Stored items
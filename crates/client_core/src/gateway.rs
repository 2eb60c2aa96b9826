//! Remote data gateway: the REST backend that persists employees and attendance.

use std::time::Duration;

use async_trait::async_trait;
use reqwest::{Client, Response};
use serde::de::DeserializeOwned;
use shared::{
    domain::RecordId,
    error::ApiErrorBody,
    protocol::{AttendanceRecord, Employee, EmployeeDraft, MarkAttendanceRequest},
};
use tracing::debug;
use url::Url;

use crate::error::GatewayError;

#[async_trait]
pub trait Gateway: Send + Sync {
    async fn list_employees(&self) -> Result<Vec<Employee>, GatewayError>;
    async fn create_employee(&self, draft: &EmployeeDraft) -> Result<Employee, GatewayError>;
    async fn delete_employee(&self, id: &RecordId) -> Result<(), GatewayError>;
    async fn list_attendance(&self, employee_id: &str)
        -> Result<Vec<AttendanceRecord>, GatewayError>;
    async fn mark_attendance(
        &self,
        request: &MarkAttendanceRequest,
    ) -> Result<AttendanceRecord, GatewayError>;
}

pub struct HttpGateway {
    http: Client,
    base_url: Url,
}

impl HttpGateway {
    pub fn new(base_url: Url, timeout: Duration) -> Result<Self, GatewayError> {
        if base_url.cannot_be_a_base() {
            return Err(GatewayError::InvalidBaseUrl(base_url.to_string()));
        }
        let http = Client::builder()
            .timeout(timeout)
            .build()
            .map_err(GatewayError::Client)?;
        Ok(Self { http, base_url })
    }

    pub fn base_url(&self) -> &Url {
        &self.base_url
    }

    /// Appends percent-encoded segments to the base url, keeping any prefix
    /// path the base url already carries.
    fn endpoint(&self, segments: &[&str]) -> Result<Url, GatewayError> {
        let mut url = self.base_url.clone();
        url.path_segments_mut()
            .map_err(|_| GatewayError::InvalidBaseUrl(self.base_url.to_string()))?
            .pop_if_empty()
            .extend(segments);
        Ok(url)
    }
}

async fn send(path: &str, request: reqwest::RequestBuilder) -> Result<Response, GatewayError> {
    debug!(path, "gateway request");
    let response = request
        .send()
        .await
        .map_err(|source| GatewayError::Transport {
            path: path.to_string(),
            source,
        })?;

    let status = response.status();
    if status.is_success() {
        return Ok(response);
    }

    let detail = response
        .json::<ApiErrorBody>()
        .await
        .ok()
        .and_then(|body| body.message());
    Err(GatewayError::status(path, status, detail))
}

async fn decode<T: DeserializeOwned>(path: &str, response: Response) -> Result<T, GatewayError> {
    response
        .json::<T>()
        .await
        .map_err(|source| GatewayError::Decode {
            path: path.to_string(),
            source,
        })
}

#[async_trait]
impl Gateway for HttpGateway {
    async fn list_employees(&self) -> Result<Vec<Employee>, GatewayError> {
        let url = self.endpoint(&["api", "employees"])?;
        let path = url.path().to_string();
        let response = send(&path, self.http.get(url)).await?;
        let employees: Option<Vec<Employee>> = decode(&path, response).await?;
        Ok(employees.unwrap_or_default())
    }

    async fn create_employee(&self, draft: &EmployeeDraft) -> Result<Employee, GatewayError> {
        let url = self.endpoint(&["api", "employees"])?;
        let path = url.path().to_string();
        let response = send(&path, self.http.post(url).json(draft)).await?;
        decode(&path, response).await
    }

    async fn delete_employee(&self, id: &RecordId) -> Result<(), GatewayError> {
        let url = self.endpoint(&["api", "employees", id.as_str()])?;
        let path = url.path().to_string();
        send(&path, self.http.delete(url)).await?;
        Ok(())
    }

    async fn list_attendance(
        &self,
        employee_id: &str,
    ) -> Result<Vec<AttendanceRecord>, GatewayError> {
        let url = self.endpoint(&["api", "attendance", "employee", employee_id])?;
        let path = url.path().to_string();
        let response = send(&path, self.http.get(url)).await?;
        let records: Option<Vec<AttendanceRecord>> = decode(&path, response).await?;
        Ok(records.unwrap_or_default())
    }

    async fn mark_attendance(
        &self,
        request: &MarkAttendanceRequest,
    ) -> Result<AttendanceRecord, GatewayError> {
        let url = self.endpoint(&["api", "attendance"])?;
        let path = url.path().to_string();
        let response = send(&path, self.http.post(url).json(request)).await?;
        decode(&path, response).await
    }
}

#[cfg(test)]
#[path = "tests/gateway_tests.rs"]
mod tests;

EXERCISE OBJECTIVE: Your task is to copy every line of the entries that contains the string "records".

PROBLEM SOLUTION:
        let records: Option<Vec<AttendanceRecord>> = decode(&path, response).await?;
        Ok(records.unwrap_or_default())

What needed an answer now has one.